The shared principle is simple: make meaning explicit.

If meaning only exists in visual placement, color, or a human designer's intent, both assistive technology and AI systems have to infer too much. If meaning is present in the structure, more people and more tools can use it.

That is why accessibility should not be treated as a checkbox next to a separate "AI readiness" project. In many cases, the same structural choices serve both goals.


The business case is not separate from the ethical one

Accessibility is the right thing to do because learners are different. Some use screen readers. Some use keyboards. Some need captions. Some need clearer structure. Some are temporarily injured, learning in difficult environments, or using older devices.

Designing for those learners is not charity. It is competent product work.

It also creates business value:

  • Training reaches more employees, customers, and partners
  • Buyers have clearer evidence for procurement and compliance reviews
  • Course content is easier to maintain, translate, search, and reuse
  • Teams avoid expensive accessibility remediation after content is already shipped
  • Learning assets become more useful for AI-assisted search and support workflows

The best version of accessibility is not a last-minute promise. It is a product habit.


Built in, and still improving

ScormStack has supported WCAG-aligned course creation from the beginning, but accessibility is never "done" in a permanent sense. Standards evolve. Browsers change. Assistive technologies improve.
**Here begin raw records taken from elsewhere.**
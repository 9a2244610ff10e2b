//! Casing decomposition for compound identifiers.

use crate::types::Token;

#[derive(Debug, Copy, Clone, PartialEq, Eq)]
enum Case {
    Upper,
    Lower,
    Neither,
}

impl Case {
    #[inline(always)]
    fn of(ch: char) -> Case {
        if ch.is_lowercase() {
            Case::Lower
        } else if ch.is_uppercase() {
            Case::Upper
        } else {
            Case::Neither
        }
    }
}

/// Lazily splits an identifier into sub-words at casing transitions.
///
/// A sub-word is one or more uppercase letters, or exactly one lowercase
/// letter, followed by any number of lowercase letters. An uppercase run
/// directly followed by lowercase keeps its last letter for the next
/// sub-word, so acronym runs stay whole: `XMLParser` yields `XML` and
/// `Parser`. Non-letters separate sub-words and are never yielded.
pub fn case_splits(word: &str) -> CaseSplits {
    CaseSplits { word, cursor: 0 }
}

/// Iterator over the casing-based sub-words of one identifier.
pub struct CaseSplits<'a> {
    word: &'a str,
    cursor: usize,
}

impl<'a> Iterator for CaseSplits<'a> {
    type Item = Token<'a>;

    fn next(&mut self) -> Option<Token<'a>> {
        let text = self.word;
        let (start, first) = text[self.cursor..]
            .char_indices()
            .map(|(i, c)| (self.cursor + i, c))
            .find(|&(_, c)| Case::of(c) != Case::Neither)?;

        let end = if Case::of(first) == Case::Upper {
            let mut tail = text[start..].char_indices().map(|(i, c)| (start + i, c));
            tail.next();

            let mut last_upper = start;
            let mut run_end = text.len();
            let mut follower = None;
            for (i, c) in tail {
                if Case::of(c) == Case::Upper {
                    last_upper = i;
                } else {
                    run_end = i;
                    follower = Some(c);
                    break;
                }
            }

            match follower {
                Some(c) if Case::of(c) == Case::Lower => {
                    if last_upper > start {
                        // acronym run: its last capital opens the next sub-word
                        last_upper
                    } else {
                        lower_run_end(text, run_end)
                    }
                }
                _ => run_end,
            }
        } else {
            lower_run_end(text, start)
        };

        self.cursor = end;
        Some(Token {
            text: &text[start..end],
            offset: start,
        })
    }
}

fn lower_run_end(text: &str, from: usize) -> usize {
    text[from..]
        .char_indices()
        .find(|&(_, c)| Case::of(c) != Case::Lower)
        .map(|(i, _)| from + i)
        .unwrap_or(text.len())
}

#[cfg(test)]
mod tests {
    use super::*;

    fn parts(word: &str) -> Vec<&str> {
        case_splits(word).map(|t| t.text).collect()
    }

    #[test]
    fn pascal_case() {
        assert_eq!(parts("XMLParserFactory"), vec!["XML", "Parser", "Factory"]);
        assert_eq!(parts("HelloWorld"), vec!["Hello", "World"]);
    }

    #[test]
    fn camel_case() {
        assert_eq!(parts("prntNow"), vec!["prnt", "Now"]);
        assert_eq!(parts("readFileToString"), vec!["read", "File", "To", "String"]);
    }

    #[test]
    fn acronym_runs_stay_whole() {
        assert_eq!(parts("XML"), vec!["XML"]);
        assert_eq!(parts("parseXML"), vec!["parse", "XML"]);
        assert_eq!(parts("HTTPSProxy"), vec!["HTTPS", "Proxy"]);
    }

    #[test]
    fn non_letters_separate_sub_words() {
        assert_eq!(parts("snake_case"), vec!["snake", "case"]);
        assert_eq!(parts("base64Encode"), vec!["base", "Encode"]);
        assert_eq!(parts("__dunder__"), vec!["dunder"]);
    }

    #[test]
    fn degenerate_inputs() {
        assert_eq!(parts(""), Vec::<&str>::new());
        assert_eq!(parts("_42_"), Vec::<&str>::new());
        assert_eq!(parts("a"), vec!["a"]);
        assert_eq!(parts("A"), vec!["A"]);
    }

    #[test]
    fn offsets_are_relative_to_the_identifier() {
        let tokens: Vec<_> = case_splits("XMLParserFactory").collect();
        assert_eq!(tokens[0].offset, 0);
        assert_eq!(tokens[1].offset, 3);
        assert_eq!(tokens[2].offset, 9);
    }

    #[test]
    fn splitting_is_pure() {
        let first: Vec<_> = case_splits("PrntNow").collect();
        let second: Vec<_> = case_splits("PrntNow").collect();
        assert_eq!(first, second);
    }
}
Customers build more complex courses.

Our commitment is to keep treating accessibility as part of the foundation:

  • Keep the learner player clean, semantic, and testable
  • Keep improving content blocks with accessible defaults
  • Keep making alt text, captions, and structure natural for authors
  • Keep publishing evidence when we run accessibility checks
  • Keep listening when customers or learners find real-world friction

That is the standard we want for e-learning: not accessibility as a late announcement, but accessibility as a default expectation.

ScormStack was built this way from day one.